It is therefore better to obtain the reference from a potential divider - that means it tracks the supply and stays in the middle.
Choose R so it will limit the current in case of an overload and the MCU protection diodes will clamp the over-voltage (or add a couple of schottky diodes for extra protection)
C may needed depending on your sampling frequency to prevent any out-of-band interference signals causing aliasing. True, it will resonate with the LEAKAGE inductance of the CT, but it is damped by the burden resistor so the Q will probably be quite low.
And if more gain is needed, increase the burden resistor.
I have used this circuit, but I prefer the AD8418 circuit because I can swap the inputs from CT to current shunt as necessary.

 

C may needed depending on your sampling frequency to prevent any out-of-band interference signals causing aliasing. True, it will resonate with the LEAKAGE inductance of the CT, but it is damped by the burden resistor so the Q will probably be quite low.

At high frequencies the internal C of the CT causes a resonant frequency ring.

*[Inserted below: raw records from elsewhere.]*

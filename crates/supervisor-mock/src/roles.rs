//! Supervisory platform identities.

use supervisor_contracts::{
    error::{SupervisorError, SupervisorResult},
    records::Role,
};

const ROLES: [(&str, &str); 4] = [
    ("SUPER", "超级管理员"),
    ("PROV", "省级监管平台"),
    ("CITY", "市级监管平台"),
    ("COUNTY", "县级监管平台"),
];

/// All roles, the default one first.
pub fn roles() -> Vec<Role> {
    ROLES
        .iter()
        .map(|(id, name)| Role {
            id: id.to_string(),
            name: name.to_string(),
        })
        .collect()
}

pub fn default_role() -> Role {
    Role {
        id: ROLES[0].0.to_string(),
        name: ROLES[0].1.to_string(),
    }
}

/// Look up a role by id, ignoring ASCII case.
pub fn find_role(id: &str) -> SupervisorResult<Role> {
    roles()
        .into_iter()
        .find(|r| r.id.eq_ignore_ascii_case(id.trim()))
        .ok_or_else(|| SupervisorError::UnknownRole { id: id.to_string() })
}

#[cfg(test)]
mod tests {
    use super::*;

    #[test]
    fn four_roles_super_first() {
        let all = roles();
        assert_eq!(all.len(), 4);
        assert_eq!(all[0], default_role());
        assert_eq!(all[0].name, "超级管理员");
    }

    #[test]
    fn find_role_is_case_insensitive() {
        let role = find_role("county").unwrap();
        assert_eq!(role.id, "COUNTY");
        assert_eq!(role.name, "县级监管平台");
    }

    #[test]
    fn find_role_rejects_unknown() {
        match find_role("ADMIN") {
            Err(SupervisorError::UnknownRole { id }) => assert_eq!(id, "ADMIN"),
            other => panic!("expected UnknownRole, got {:?}", other),
        }
    }
}
//! Error types for the supervisory dashboard.
//!
//! The region projection and the navigation state machine are total and
//! never fail. Errors only arise at the edges: loading configuration,
//! parsing command-line names, and driving the terminal.

use thiserror::Error;

/// The unified error type for the dashboard crates.
#[derive(Debug, Error)]
pub enum SupervisorError {
    /// A configuration file is unreadable, malformed, or holds an invalid value.
    #[error("configuration error: {reason}")]
    ConfigError { reason: String },

    /// A panel name given on the command line does not name a view.
    #[error("unknown view '{name}'")]
    UnknownView { name: String },

    /// A role identifier does not match any supervisory role.
    #[error("unknown role '{id}'")]
    UnknownRole { id: String },

    /// The terminal could not be set up, drawn to, or restored.
    #[error("terminal error: {reason}")]
    Terminal { reason: String },
}

impl From<std::io::Error> for SupervisorError {
    fn from(e: std::io::Error) -> Self {
        SupervisorError::Terminal {
            reason: e.to_string(),
        }
    }
}

/// Convenience alias used throughout the dashboard crates.
pub type SupervisorResult<T> = Result<T, SupervisorError>;
//! Lead institutions of the provincial medical alliances.

use supervisor_contracts::records::{Institution, InstitutionSummary};

use crate::owned;

pub fn institutions() -> Vec<Institution> {
    vec![
        Institution {
            id: 1,
            name: "贵州省人民医院".to_string(),
            level: "三级甲等".to_string(),
            address: "贵阳市中山东路1号".to_string(),
            dept_count: 45,
            status: "正常".to_string(),
            licenses: owned(&["医疗执业许可证", "放射诊疗许可证"]),
            expiry: "2026-12-31".to_string(),
            is_lead: true,
            members: owned(&["贵阳市第一人民医院", "南明区人民医院", "云岩区社区卫生服务中心"]),
            leader: "张院长".to_string(),
            phone: "0851-88888888".to_string(),
            cert_count: 3,
            violation_count: 0,
            depts: owned(&[
                "心血管内科",
                "神经外科",
                "远程医学中心",
                "呼吸与危重症医学科",
                "消化内科",
                "肾内科",
                "内分泌科",
                "血液内科",
            ]),
        },
        Institution {
            id: 2,
            name: "贵州医科大学附属医院".to_string(),
            level: "三级甲等".to_string(),
            address: "贵阳市贵医街28号".to_string(),
            dept_count: 52,
            status: "正常".to_string(),
            licenses: owned(&["医疗执业许可证", "放射诊疗许可证"]),
            expiry: "2026-12-31".to_string(),
            is_lead: true,
            members: owned(&["贵阳市第二人民医院", "白云区医院"]),
            leader: "李院长".to_string(),
            phone: "0851-99999999".to_string(),
            cert_count: 3,
            violation_count: 0,
            depts: owned(&["骨科", "神经内科", "康复医学科", "儿科", "妇产科", "眼科"]),
        },
        Institution {
            id: 3,
            name: "贵州省肿瘤医院".to_string(),
            level: "三级甲等".to_string(),
            address: "贵阳市北京西路1号".to_string(),
            dept_count: 28,
            status: "正常".to_string(),
            licenses: owned(&["医疗执业许可证"]),
            expiry: "2026-12-31".to_string(),
            is_lead: true,
            members: owned(&["花溪区人民医院", "乌当区人民医院"]),
            leader: "王院长".to_string(),
            phone: "0851-77777777".to_string(),
            cert_count: 1,
            violation_count: 0,
            depts: owned(&["肿瘤内科", "放疗科", "胸外科", "头颈外科"]),
        },
    ]
}

/// Connected institutions by grade.
pub fn summary() -> InstitutionSummary {
    InstitutionSummary {
        total: 342,
        tertiary: 12,
        secondary: 45,
        primary: 285,
    }
}
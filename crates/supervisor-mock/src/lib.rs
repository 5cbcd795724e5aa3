//! # supervisor-mock
//!
//! Hardcoded, fictional datasets for the supervisory dashboard.
//!
//! Nothing here is fetched or persisted. The region hierarchy backs the
//! `RegionDirectory` trait from `supervisor-core`; every other module returns
//! the fixed records one monitoring panel displays.

pub mod finance;
pub mod institutions;
pub mod operations;
pub mod quality;
pub mod regions;
pub mod resources;
pub mod roles;
pub mod services;

use serde_json::{json, Value};
use tracing::debug;

use supervisor_contracts::{
    records::{KpiCard, NamedValue},
    view::{ServiceTab, ViewState},
};

pub use regions::{get_dashboard_data, StaticRegions, REGIONS};

/// Project homepage linked from the role menu.
pub const PROJECT_HOMEPAGE: &str = "https://tutu2momo.github.com/supervisorysystem";

pub(crate) fn owned(items: &[&str]) -> Vec<String> {
    items.iter().map(|s| s.to_string()).collect()
}

pub(crate) fn card(label: &str, value: &str, unit: &str, sub: &str) -> KpiCard {
    KpiCard {
        label: label.to_string(),
        value: value.to_string(),
        unit: unit.to_string(),
        sub: sub.to_string(),
    }
}

pub(crate) fn named(name: &str, value: u64) -> NamedValue {
    NamedValue {
        name: name.to_string(),
        value,
    }
}

// ── Panel snapshots ──────────────────────────────────────────────────────────

/// Everything one panel shows, as a JSON document.
///
/// `region` only affects the home panel; the domain datasets are fixed.
/// The finance detail is taken for the first key institution.
pub fn panel_snapshot(view: ViewState, region: &str) -> Value {
    debug!(view = view.slug(), region, "building panel snapshot");
    match view {
        ViewState::Home => json!({
            "dashboard": get_dashboard_data(region),
        }),
        ViewState::Institution => json!({
            "summary": institutions::summary(),
            "institutions": institutions::institutions(),
        }),
        ViewState::Resource => json!({
            "doctors": {
                "kpi": resources::doctor_kpis(),
                "titles": resources::title_distribution(),
                "list": resources::doctors(),
            },
            "patients": {
                "kpi": resources::patient_kpis(),
                "list": resources::patients(),
            },
        }),
        ViewState::Service => json!({
            "kpi": services::service_kpis(),
            "b2b": {
                "categories": services::categories_for(ServiceTab::B2b),
                "rankings": services::rankings_for(ServiceTab::B2b),
                "monthly_volume": services::monthly_volume(ServiceTab::B2b),
            },
            "toc": {
                "categories": services::categories_for(ServiceTab::Toc),
                "rankings": services::rankings_for(ServiceTab::Toc),
                "monthly_volume": services::monthly_volume(ServiceTab::Toc),
            },
            "hospitals": services::hospital_profiles(),
        }),
        ViewState::Operation => json!({
            "kpi": operations::operation_kpis(),
            "rankings": operations::city_rankings(),
            "details": operations::city_details(),
            "trend": operations::daily_trend(),
        }),
        ViewState::Quality => json!({
            "summary": quality::summary(),
            "regional": quality::regional(),
            "service_scores": quality::service_scores(),
            "hospital_scores": quality::hospital_scores(),
            "negative_reviews": quality::negative_reviews(),
        }),
        ViewState::Finance => json!({
            "kpi": finance::finance_kpis(),
            "regional": finance::regional_analysis(),
            "institutions": finance::institutions(),
        }),
        ViewState::FinanceDetail => {
            let detail = finance::institutions()
                .first()
                .map(finance::detail_for);
            json!({ "detail": detail })
        }
    }
}

#[cfg(test)]
mod tests {
    use super::*;

    #[test]
    fn every_view_has_a_snapshot() {
        let views = [
            ViewState::Home,
            ViewState::Institution,
            ViewState::Resource,
            ViewState::Service,
            ViewState::Operation,
            ViewState::Quality,
            ViewState::Finance,
            ViewState::FinanceDetail,
        ];
        for view in views {
            let snapshot = panel_snapshot(view, "贵州省");
            assert!(snapshot.is_object(), "{:?} snapshot is not an object", view);
            assert!(
                !snapshot.as_object().map(|o| o.is_empty()).unwrap_or(true),
                "{:?} snapshot is empty",
                view
            );
        }
    }

    #[test]
    fn home_snapshot_follows_region() {
        let snapshot = panel_snapshot(ViewState::Home, "遵义市");
        assert_eq!(snapshot["dashboard"]["kpi"]["total_volume"], 1_247_469);
        assert_eq!(snapshot["dashboard"]["region"]["type"], "City");
    }

    #[test]
    fn finance_detail_snapshot_uses_first_institution() {
        let snapshot = panel_snapshot(ViewState::FinanceDetail, "贵州省");
        assert_eq!(snapshot["detail"]["hospital_name"], "贵州省人民医院");
        assert_eq!(snapshot["detail"]["services"].as_array().map(Vec::len), Some(9));
    }

    #[test]
    fn homepage_is_https() {
        assert!(PROJECT_HOMEPAGE.starts_with("https://"));
    }
}
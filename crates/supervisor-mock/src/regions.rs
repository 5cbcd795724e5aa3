//! The static region hierarchy of Guizhou province.

use supervisor_contracts::{
    dashboard::DashboardData,
    region::{Region, RegionType},
};
use supervisor_core::{projection::dashboard_data, traits::RegionDirectory};

/// Listed regions, root first. Names in `children` without an entry of
/// their own are still selectable; they resolve one level below their
/// parent.
pub static REGIONS: [Region; 6] = [
    Region {
        id: "prov",
        name: "贵州省",
        kind: RegionType::Province,
        level: 1,
        children: &["贵阳市", "遵义市", "安顺市", "六盘水市", "毕节市"],
    },
    Region {
        id: "gy",
        name: "贵阳市",
        kind: RegionType::City,
        level: 2,
        children: &["南明区", "云岩区", "观山湖区", "花溪区", "乌当区"],
    },
    Region {
        id: "zy",
        name: "遵义市",
        kind: RegionType::City,
        level: 2,
        children: &["红花岗区", "汇川区", "播州区"],
    },
    Region {
        id: "anshun",
        name: "安顺市",
        kind: RegionType::City,
        level: 2,
        children: &["西秀区", "平坝区"],
    },
    Region {
        id: "nanming",
        name: "南明区",
        kind: RegionType::County,
        level: 3,
        children: &["新华路街道", "市府路街道", "中华南路街道", "油榨街道"],
    },
    Region {
        id: "yunyan",
        name: "云岩区",
        kind: RegionType::County,
        level: 3,
        children: &["毓秀路街道", "威清门街道", "大营路街道"],
    },
];

/// `RegionDirectory` over [`REGIONS`].
#[derive(Debug, Clone, Copy, Default)]
pub struct StaticRegions;

impl RegionDirectory for StaticRegions {
    fn regions(&self) -> &[Region] {
        &REGIONS
    }

    fn root(&self) -> &Region {
        &REGIONS[0]
    }
}

/// Home projection against the built-in hierarchy.
pub fn get_dashboard_data(region_name: &str) -> DashboardData {
    dashboard_data(&StaticRegions, region_name)
}

#[cfg(test)]
mod tests {
    use super::*;
    use supervisor_contracts::dashboard::{RankingCategory, Scale};

    #[test]
    fn hierarchy_has_no_cycles() {
        // Every child sits strictly below its parent.
        for parent in REGIONS.iter() {
            for child in parent.children {
                if let Some(listed) = StaticRegions.find(child) {
                    assert!(
                        listed.level > parent.level,
                        "{} must sit below {}",
                        listed.name,
                        parent.name
                    );
                }
            }
        }
    }

    #[test]
    fn levels_match_types() {
        for region in REGIONS.iter() {
            assert_eq!(
                RegionType::for_level(region.level),
                region.kind,
                "level/type mismatch for {}",
                region.name
            );
        }
    }

    #[test]
    fn root_is_province() {
        assert_eq!(StaticRegions.root().name, "贵州省");
        assert_eq!(StaticRegions.root().kind, RegionType::Province);
    }

    #[test]
    fn zunyi_scales_to_three_tenths() {
        let data = get_dashboard_data("遵义市");
        assert_eq!(data.scale, Scale::City);
        assert_eq!(data.kpi.total_volume, 1_247_469);
        assert_eq!(data.ranking_category, RankingCategory::County);
    }

    #[test]
    fn unknown_name_matches_first_region() {
        assert_eq!(get_dashboard_data("不存在"), get_dashboard_data(REGIONS[0].name));
    }

    #[test]
    fn coverage_per_listed_region() {
        for region in REGIONS.iter() {
            let coverage = get_dashboard_data(region.name).kpi.coverage;
            if region.name == "贵州省" {
                assert_eq!(coverage, "99%");
            } else {
                assert_eq!(coverage, "100%", "coverage for {}", region.name);
            }
        }
    }
}
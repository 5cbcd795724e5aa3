//! Supervisory dashboard command-line front end.
//!
//! Prints the region projection and the monitoring datasets without the
//! interactive terminal UI.
//!
//! Usage:
//!   cargo run -p supervisor-cli -- summary --region 遵义市
//!   cargo run -p supervisor-cli -- regions
//!   cargo run -p supervisor-cli -- panel finance --json
//!   cargo run -p supervisor-cli -- roles

mod report;

use std::path::PathBuf;

use clap::{Parser, Subcommand};
use tracing::debug;
use tracing_subscriber::EnvFilter;

use supervisor_config::DashboardConfig;
use supervisor_contracts::{
    error::{SupervisorError, SupervisorResult},
    view::ViewState,
};
use supervisor_mock::{panel_snapshot, roles::roles, StaticRegions};

// ── CLI definition ────────────────────────────────────────────────────────────

/// Telemedicine supervisory platform, command-line edition.
#[derive(Parser, Debug)]
#[command(
    name = "supervisor",
    about = "Telemedicine supervisory dashboard (command line)",
    long_about = "Prints the region-scaled home summary, the region hierarchy,\n\
                  and the monitoring datasets behind each dashboard panel."
)]
struct Cli {
    /// Dashboard configuration file (TOML).
    #[arg(long, global = true)]
    config: Option<PathBuf>,

    #[command(subcommand)]
    command: Command,
}

#[derive(Subcommand, Debug)]
enum Command {
    /// Print the home projection for a region.
    Summary {
        /// Region name; defaults to the configured region.
        #[arg(long)]
        region: Option<String>,
        /// Emit JSON instead of text.
        #[arg(long)]
        json: bool,
    },
    /// Print the region hierarchy.
    Regions,
    /// Print the dataset behind one panel.
    Panel {
        /// home, institution, resource, service, operation, quality, finance or finance-detail.
        #[arg(value_parser = parse_view)]
        name: ViewState,
        /// Region used by the home panel.
        #[arg(long)]
        region: Option<String>,
        /// Emit JSON instead of text.
        #[arg(long)]
        json: bool,
    },
    /// List the supervisory roles.
    Roles,
}

fn parse_view(s: &str) -> Result<ViewState, String> {
    s.parse::<ViewState>().map_err(|e| e.to_string())
}

// ── Entry point ───────────────────────────────────────────────────────────────

fn main() {
    let cli = Cli::parse();

    let config = match DashboardConfig::load(cli.config.as_deref()) {
        Ok(c) => c,
        Err(e) => {
            eprintln!("supervisor: {}", e);
            std::process::exit(1);
        }
    };

    // RUST_LOG wins over the configured filter.
    tracing_subscriber::fmt()
        .with_env_filter(
            EnvFilter::try_from_default_env()
                .unwrap_or_else(|_| EnvFilter::new(&config.logging.filter)),
        )
        .with_writer(std::io::stderr)
        .with_target(false)
        .compact()
        .init();

    match run(cli.command, &config) {
        Ok(output) => println!("{}", output),
        Err(e) => {
            eprintln!("supervisor: {}", e);
            std::process::exit(1);
        }
    }
}

// ── Command dispatch ──────────────────────────────────────────────────────────

fn run(command: Command, config: &DashboardConfig) -> SupervisorResult<String> {
    debug!(?command, "dispatch");
    let region_or_default =
        |region: Option<String>| region.unwrap_or_else(|| config.resolved_region(&StaticRegions));

    match command {
        Command::Summary { region, json } => {
            let data = supervisor_mock::get_dashboard_data(&region_or_default(region));
            if json {
                to_json(&data)
            } else {
                Ok(report::summary(&data))
            }
        }
        Command::Regions => Ok(report::regions(&StaticRegions)),
        Command::Panel { name, region, json } => {
            let region = region_or_default(region);
            if json {
                to_json(&panel_snapshot(name, &region))
            } else {
                Ok(report::panel(name, &region))
            }
        }
        Command::Roles => Ok(report::roles(&roles(), &config.role()?)),
    }
}

fn to_json<T: serde::Serialize>(value: &T) -> SupervisorResult<String> {
    serde_json::to_string_pretty(value).map_err(|e| SupervisorError::ConfigError {
        reason: format!("failed to encode JSON: {}", e),
    })
}

#[cfg(test)]
mod tests {
    use super::*;

    fn parse(args: &[&str]) -> Cli {
        Cli::try_parse_from(std::iter::once("supervisor").chain(args.iter().copied()))
            .expect("arguments should parse")
    }

    #[test]
    fn panel_name_is_parsed_to_view() {
        match parse(&["panel", "finance-detail", "--json"]).command {
            Command::Panel { name, json, .. } => {
                assert_eq!(name, ViewState::FinanceDetail);
                assert!(json);
            }
            other => panic!("expected Panel, got {:?}", other),
        }
    }

    #[test]
    fn unknown_panel_is_rejected() {
        let err = Cli::try_parse_from(["supervisor", "panel", "billing"]).unwrap_err();
        assert!(err.to_string().contains("unknown view 'billing'"), "got: {err}");
    }

    #[test]
    fn config_flag_is_global() {
        let cli = parse(&["roles", "--config", "config/dashboard.toml"]);
        assert_eq!(cli.config.as_deref(), Some(std::path::Path::new("config/dashboard.toml")));
    }

    #[test]
    fn summary_json_for_city() {
        let out = run(
            Command::Summary {
                region: Some("遵义市".to_string()),
                json: true,
            },
            &DashboardConfig::default(),
        )
        .unwrap();
        let value: serde_json::Value = serde_json::from_str(&out).unwrap();
        assert_eq!(value["kpi"]["total_volume"], 1_247_469);
        assert_eq!(value["ranking_category"], "County");
    }

    #[test]
    fn summary_defaults_to_configured_region() {
        let config = DashboardConfig::from_toml_str("[dashboard]\ndefault_region = \"南明区\"\n").unwrap();
        let out = run(Command::Summary { region: None, json: false }, &config).unwrap();
        assert!(out.contains("南明区"), "got: {out}");
        assert!(out.contains("0.53千万"), "got: {out}");
    }

    #[test]
    fn roles_mark_the_configured_role() {
        let config = DashboardConfig::from_toml_str("[dashboard]\nrole = \"PROV\"\n").unwrap();
        let out = run(Command::Roles, &config).unwrap();
        assert!(out.contains("* PROV"), "got: {out}");
        assert!(out.contains("  SUPER"), "got: {out}");
    }
}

Adding more C only lowers this frequency. Use a RC filter if you want to remove the high frequencies. Make the R 10X the burden resistor to dampen the added C effect.

And if more gain is needed, increase the burden resistor.

Increasing the burden resistor changes the low frequency response. A 10X increase in burden resistor will move the 30hz role off to 300hz.

 

At high frequencies the internal C of the CT causes a resonant frequency ring. Adding more C only lowers this frequency. Use a RC filter if you want to remove the high frequencies. Make the R 10X the burden resistor to dampen the added C effect.

If you look carefully at my circuit, you will see it is a RC filter. R is the parallel combination of the bias resistors and C is across the microprocessor input. R is effectively in series with C, so C is not directly across the CT.
There is an LC filter, but the Q is very low because of the series R.
Putting capacitors across the burden resistors just requires rather large capacitors. I am generally using 1A output CTs with 1 ohm burden resistors so a parallel C would be ridiculously large.

Increasing the burden resistor changes the low frequency response. A 10X increase in burden resistor will move the 30hz role off to 300hz.

R = 2.pi.f.L, so f = R/(2.pi.L)
L is the leakage inductance, so it is a lowpass filter, (series L parallel R) so increasing f is not a problem.
Saturation would be the biggest problem if the output voltage gets too large, and accuracy will fall off if the magnetising current becomes too large a part of the output current, but there is latitude for a reasonable amount of variation in burden (probably not 10x). I'm not sure just how much variation the orginal post required.

 

If you look carefully at my circuit, you will see it is a RC filter.

RC low pass filter where the C does not effect the resonant frequency of the CT. The C does not carry 'current' and does not need to have low ESR.

L is the leakage inductance, so it is a lowpass filter, (series L parallel R) so increasing f is not a problem.

I just went to the lab and scanned one of CoilCraft's CTs. The leakage inductance has nothing to do with low end frequency response. With no primary and no LL, just using the secondary, the 100mH shorts out the resistors at low frequencies. (in this case there is 1 ohm of wire and 100 ohms of burden resistance) 100mH & 101 ohms makes the low end roll off.

I used 10 ohm, 100 ohm and 1k for the test. Burden resistor effects low end response.
The high end roll off is a function of C1 and R and has a ring at resonant frequency.

 

You should to look more carefully at my circuit. There already is R in series with C.
I'll have a look at a CT tomorrow - I'm not going out to the shed now because it's dark and raining like anything.

 

Hello.

The circuit seems too flexible, but should work. I have no idea what offset you want (usually it is 1/2 of power supply), just calculate ratio for R33 & R35.
You don't need C17 - better install that capacitor between TP9 & GND.
If you want to see real signal from CT, you need floating scope connected between TP9 & TP7.
Your circuit represent inverting amplifier with virtual ground.

Thanks.
Yevgeny.